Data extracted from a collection

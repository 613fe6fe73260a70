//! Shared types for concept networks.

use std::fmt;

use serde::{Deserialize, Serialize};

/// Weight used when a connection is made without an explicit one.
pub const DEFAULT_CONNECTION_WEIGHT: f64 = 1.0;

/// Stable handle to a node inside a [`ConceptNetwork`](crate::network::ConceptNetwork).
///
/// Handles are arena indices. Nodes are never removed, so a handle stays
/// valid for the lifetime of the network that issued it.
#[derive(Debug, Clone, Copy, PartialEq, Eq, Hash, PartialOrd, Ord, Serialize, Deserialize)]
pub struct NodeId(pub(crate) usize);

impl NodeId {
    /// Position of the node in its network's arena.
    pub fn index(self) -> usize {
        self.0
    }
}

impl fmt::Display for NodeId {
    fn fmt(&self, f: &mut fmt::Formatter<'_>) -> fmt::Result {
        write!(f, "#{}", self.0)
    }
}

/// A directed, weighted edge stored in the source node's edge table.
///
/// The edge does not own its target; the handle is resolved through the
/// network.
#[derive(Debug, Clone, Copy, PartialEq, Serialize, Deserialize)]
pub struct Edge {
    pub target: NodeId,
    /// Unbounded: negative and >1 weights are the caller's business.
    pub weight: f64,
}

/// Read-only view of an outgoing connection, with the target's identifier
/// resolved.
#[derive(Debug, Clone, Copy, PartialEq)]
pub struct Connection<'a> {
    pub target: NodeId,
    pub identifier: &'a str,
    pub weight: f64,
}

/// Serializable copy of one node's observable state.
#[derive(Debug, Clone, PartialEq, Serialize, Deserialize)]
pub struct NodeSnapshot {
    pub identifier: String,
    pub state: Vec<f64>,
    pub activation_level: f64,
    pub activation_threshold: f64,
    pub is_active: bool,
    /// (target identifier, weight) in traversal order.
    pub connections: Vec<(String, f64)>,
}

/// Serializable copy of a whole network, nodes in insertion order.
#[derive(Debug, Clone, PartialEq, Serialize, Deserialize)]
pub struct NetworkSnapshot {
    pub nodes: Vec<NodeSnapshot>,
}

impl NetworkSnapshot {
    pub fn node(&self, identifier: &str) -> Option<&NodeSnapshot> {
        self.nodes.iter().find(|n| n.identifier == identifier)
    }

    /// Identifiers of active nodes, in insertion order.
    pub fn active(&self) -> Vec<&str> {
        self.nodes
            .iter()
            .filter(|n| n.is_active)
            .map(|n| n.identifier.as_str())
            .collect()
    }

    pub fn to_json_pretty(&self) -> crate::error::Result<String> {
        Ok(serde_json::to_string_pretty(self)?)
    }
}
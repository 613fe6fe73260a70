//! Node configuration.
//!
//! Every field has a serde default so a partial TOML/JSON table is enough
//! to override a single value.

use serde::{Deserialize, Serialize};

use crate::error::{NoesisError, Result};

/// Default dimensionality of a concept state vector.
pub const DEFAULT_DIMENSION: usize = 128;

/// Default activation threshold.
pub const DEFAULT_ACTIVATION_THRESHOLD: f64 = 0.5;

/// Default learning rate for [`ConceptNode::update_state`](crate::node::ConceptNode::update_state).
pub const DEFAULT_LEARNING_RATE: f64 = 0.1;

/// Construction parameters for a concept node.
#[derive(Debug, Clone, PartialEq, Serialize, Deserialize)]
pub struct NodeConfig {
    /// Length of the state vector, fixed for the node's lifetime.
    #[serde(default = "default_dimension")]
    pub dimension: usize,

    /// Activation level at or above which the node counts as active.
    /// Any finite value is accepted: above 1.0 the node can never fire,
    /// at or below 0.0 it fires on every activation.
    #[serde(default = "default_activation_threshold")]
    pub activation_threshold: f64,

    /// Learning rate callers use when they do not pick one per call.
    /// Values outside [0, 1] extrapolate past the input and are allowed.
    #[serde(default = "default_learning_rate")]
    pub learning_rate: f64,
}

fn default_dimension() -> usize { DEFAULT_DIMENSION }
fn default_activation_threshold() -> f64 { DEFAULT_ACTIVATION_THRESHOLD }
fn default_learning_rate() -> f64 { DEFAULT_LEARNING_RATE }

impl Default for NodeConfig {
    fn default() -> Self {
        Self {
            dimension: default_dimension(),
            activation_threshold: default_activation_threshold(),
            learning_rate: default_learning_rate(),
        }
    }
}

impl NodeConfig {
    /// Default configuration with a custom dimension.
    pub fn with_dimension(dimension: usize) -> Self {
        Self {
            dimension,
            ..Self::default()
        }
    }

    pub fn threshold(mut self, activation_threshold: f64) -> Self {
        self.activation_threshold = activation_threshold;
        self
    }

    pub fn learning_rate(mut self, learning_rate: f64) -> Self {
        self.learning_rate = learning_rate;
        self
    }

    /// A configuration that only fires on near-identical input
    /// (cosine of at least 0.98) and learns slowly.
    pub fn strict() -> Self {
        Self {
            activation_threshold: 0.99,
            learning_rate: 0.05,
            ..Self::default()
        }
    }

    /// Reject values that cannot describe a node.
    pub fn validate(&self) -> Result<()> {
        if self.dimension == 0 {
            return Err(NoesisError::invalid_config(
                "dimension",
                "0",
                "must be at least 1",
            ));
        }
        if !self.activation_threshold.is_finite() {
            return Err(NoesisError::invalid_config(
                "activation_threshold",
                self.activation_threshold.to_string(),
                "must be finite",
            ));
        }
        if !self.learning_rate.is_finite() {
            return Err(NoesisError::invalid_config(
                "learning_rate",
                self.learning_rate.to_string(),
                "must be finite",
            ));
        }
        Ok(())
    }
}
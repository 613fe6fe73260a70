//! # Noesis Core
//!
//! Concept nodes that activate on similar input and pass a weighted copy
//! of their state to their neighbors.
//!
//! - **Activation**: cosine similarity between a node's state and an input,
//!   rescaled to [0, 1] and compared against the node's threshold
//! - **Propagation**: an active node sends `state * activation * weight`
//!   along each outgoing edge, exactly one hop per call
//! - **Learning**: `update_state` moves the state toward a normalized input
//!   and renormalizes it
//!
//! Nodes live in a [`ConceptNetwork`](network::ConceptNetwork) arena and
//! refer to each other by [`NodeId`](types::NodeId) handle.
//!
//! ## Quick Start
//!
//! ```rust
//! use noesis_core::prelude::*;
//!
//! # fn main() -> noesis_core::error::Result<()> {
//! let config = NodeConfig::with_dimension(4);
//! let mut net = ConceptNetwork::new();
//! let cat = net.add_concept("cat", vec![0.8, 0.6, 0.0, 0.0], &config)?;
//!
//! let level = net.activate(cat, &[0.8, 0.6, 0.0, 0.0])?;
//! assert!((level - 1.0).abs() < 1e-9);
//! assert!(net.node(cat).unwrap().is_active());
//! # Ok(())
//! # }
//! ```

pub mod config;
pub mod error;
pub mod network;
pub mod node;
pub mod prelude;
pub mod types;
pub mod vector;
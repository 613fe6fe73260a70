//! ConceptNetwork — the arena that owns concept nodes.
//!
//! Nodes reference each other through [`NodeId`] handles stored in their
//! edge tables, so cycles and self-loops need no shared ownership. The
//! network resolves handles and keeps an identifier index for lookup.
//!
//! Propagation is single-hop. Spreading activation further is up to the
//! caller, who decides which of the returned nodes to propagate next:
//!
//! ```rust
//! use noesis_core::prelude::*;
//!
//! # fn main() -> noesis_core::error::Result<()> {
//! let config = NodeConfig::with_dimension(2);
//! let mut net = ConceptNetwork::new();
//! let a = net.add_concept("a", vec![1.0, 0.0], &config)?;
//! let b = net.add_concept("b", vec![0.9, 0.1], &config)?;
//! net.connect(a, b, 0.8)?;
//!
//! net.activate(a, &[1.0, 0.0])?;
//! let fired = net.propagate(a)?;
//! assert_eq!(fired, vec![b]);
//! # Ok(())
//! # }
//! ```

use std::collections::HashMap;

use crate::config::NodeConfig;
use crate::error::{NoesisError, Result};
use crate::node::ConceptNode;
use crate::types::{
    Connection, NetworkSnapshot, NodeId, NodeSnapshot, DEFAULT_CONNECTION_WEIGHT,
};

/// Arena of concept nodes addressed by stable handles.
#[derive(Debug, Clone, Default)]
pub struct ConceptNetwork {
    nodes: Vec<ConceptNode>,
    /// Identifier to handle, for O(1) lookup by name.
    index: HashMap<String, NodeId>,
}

[TRY IT]
Above are the records; from them, give again exactly the lines from the one containing "Ok(serde_json::to_string_pretty(self)?)" to the one containing "the node's lifetime.", both lines included, and nothing more.

[TASK OUTPUT]
        Ok(serde_json::to_string_pretty(self)?)
    }
}
repository 613fe6fe73260a70
//! Node configuration.
//!
//! Every field has a serde default so a partial TOML/JSON table is enough
//! to override a single value.

use serde::{Deserialize, Serialize};

use crate::error::{NoesisError, Result};

/// Default dimensionality of a concept state vector.
pub const DEFAULT_DIMENSION: usize = 128;

/// Default activation threshold.
pub const DEFAULT_ACTIVATION_THRESHOLD: f64 = 0.5;

/// Default learning rate for [`ConceptNode::update_state`](crate::node::ConceptNode::update_state).
pub const DEFAULT_LEARNING_RATE: f64 = 0.1;

/// Construction parameters for a concept node.
#[derive(Debug, Clone, PartialEq, Serialize, Deserialize)]
pub struct NodeConfig {
    /// Length of the state vector, fixed for the node's lifetime.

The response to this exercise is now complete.